Inquiétude pour les minorités
L’ambassade suisse à Beyrouth dénombre 1374 citoyens helvétiques inscrits auprès de ses services. La plupart d’entre eux possèdent la double nationalité ou sont mariés, en majorité à des Libanais chrétiens. Pour Astrid Fischer-Khalifé, cela influence leur opinion sur la guerre en Syrie. « Les minorités religieuses du Liban craignent la chute du régime al-Assad. Au moins, le régime actuel laisse les minorités vivre tranquilles. Mais l’avenir est incertain et cela nous fait peur », avoue-t-elle. Cette épouse d’un haut gradé de l’armée libanaise, établie depuis 22 ans au Liban, raconte à l’ats qu’elle voit « des réfugiés syriens arriver par centaines chaque jour. Ils dorment dehors, travaillent pour dix dollars par jour. La situation est catastrophique, les Libanais craignent qu’ils ne repartent jamais ».
La complexité des enjeux politiques du pays oblige cependant à une certaine prudence. « Le Liban est peut-être le seul pays arabe qui connaît la liberté d’expression mais quand on parle trop fort on risque toujours d’être assassiné », glisse Astrid Fischer-Khalifé. Par conséquent, « au Club des amis de la Suisse, on essaye d’éviter les problèmes politiques ». Mais on n’esquive pas les problèmes sécuritaires. Mercredi soir, l’ambassade de Suisse a convoqué les responsables de secteurs pour revoir les procédures d’évacuation des citoyens helvétiques. Au cas où.
Du Gruyère au menu
Lucie Frauche-Rajha réside à Beyrouth depuis six ans. Elle est mariée à un Libanais et bientôt mère d’une deuxième fille. Son bonheur familial ne peut lui faire oublier ce qui se passe de l’autre côté de la frontière. « On connaît toujours quelqu’un qui connaît quelqu’un qui est impliqué », raconte-t-elle. Impliqué comme Daoud Rajha, un oncle éloigné du mari de Lucie: tué mercredi dans un attentat à Damas, il était le général de l’armée fidèle à al-Assad. La situation de la communauté chrétienne, au Liban comme en Syrie, préoccupe particulièrement Lucie Frauche-Rajha. « On vit dans la peur que les chrétiens soient expulsés de leurs terres natales comme ça a été le cas en Irak, où ils ont été persécutés à cause de leur foi », explique-t-elle.

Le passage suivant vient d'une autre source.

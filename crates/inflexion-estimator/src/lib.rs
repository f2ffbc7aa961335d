//! External Bayesian estimator boundary for Inflexion.
//!
//! The estimator itself is opaque. This crate supplies everything around it:
//! - [`EstimatorAdapter`]: strips timestamps, validates iteration parameters
//!   and passes the caller's parameters through unmodified
//! - [`EstimatorPreset`] / [`PresetTable`]: named parameter sets, swappable
//!   through configuration
//! - [`CommandEstimator`]: a backend that runs an external program and
//!   exchanges JSON over stdin/stdout
//! - [`spawn_estimate`]: runs an estimation on a blocking worker thread and
//!   delivers the result through a one-shot completion channel
//!
//! # Example
//!
//! ```no_run
//! use inflexion_estimator::{CommandEstimator, EstimatorAdapter, EstimatorPreset};
//! use inflexion_traits::TimeSeries;
//!
//! # fn example(series: &TimeSeries) -> inflexion_traits::Result<()> {
//! let adapter = EstimatorAdapter::new(CommandEstimator::new("beast-bridge"));
//! let result = adapter.estimate(series, &EstimatorPreset::Trend.params())?;
//! println!("{}", result.as_json());
//! # Ok(())
//! # }
//! ```

#![warn(missing_docs)]
#![warn(missing_debug_implementations)]

mod adapter;
mod command;
mod preset;
mod worker;

pub use adapter::EstimatorAdapter;
pub use command::CommandEstimator;
pub use preset::{EstimatorPreset, PresetTable};
pub use worker::{EstimationTask, spawn_estimate};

Malgré les pesantes incertitudes de la guerre en Syrie, elle non plus ne renoncera pas à fêter le 1er août. « Vous n’imaginez pas combien je suis devenue patriote depuis que je ne vis plus en Suisse », relève-t-elle en riant. Le soir de la fête, Lucie Frauche-Rajha fera honneur à sa tranquille Suisse entourée d’amis et d’un bon morceau de Gruyère. La fondue, en revanche, sera bannie de la soirée. « Ici, il fait plus de quarante degrés. Avec cette chaleur, ce serait écœurant! ».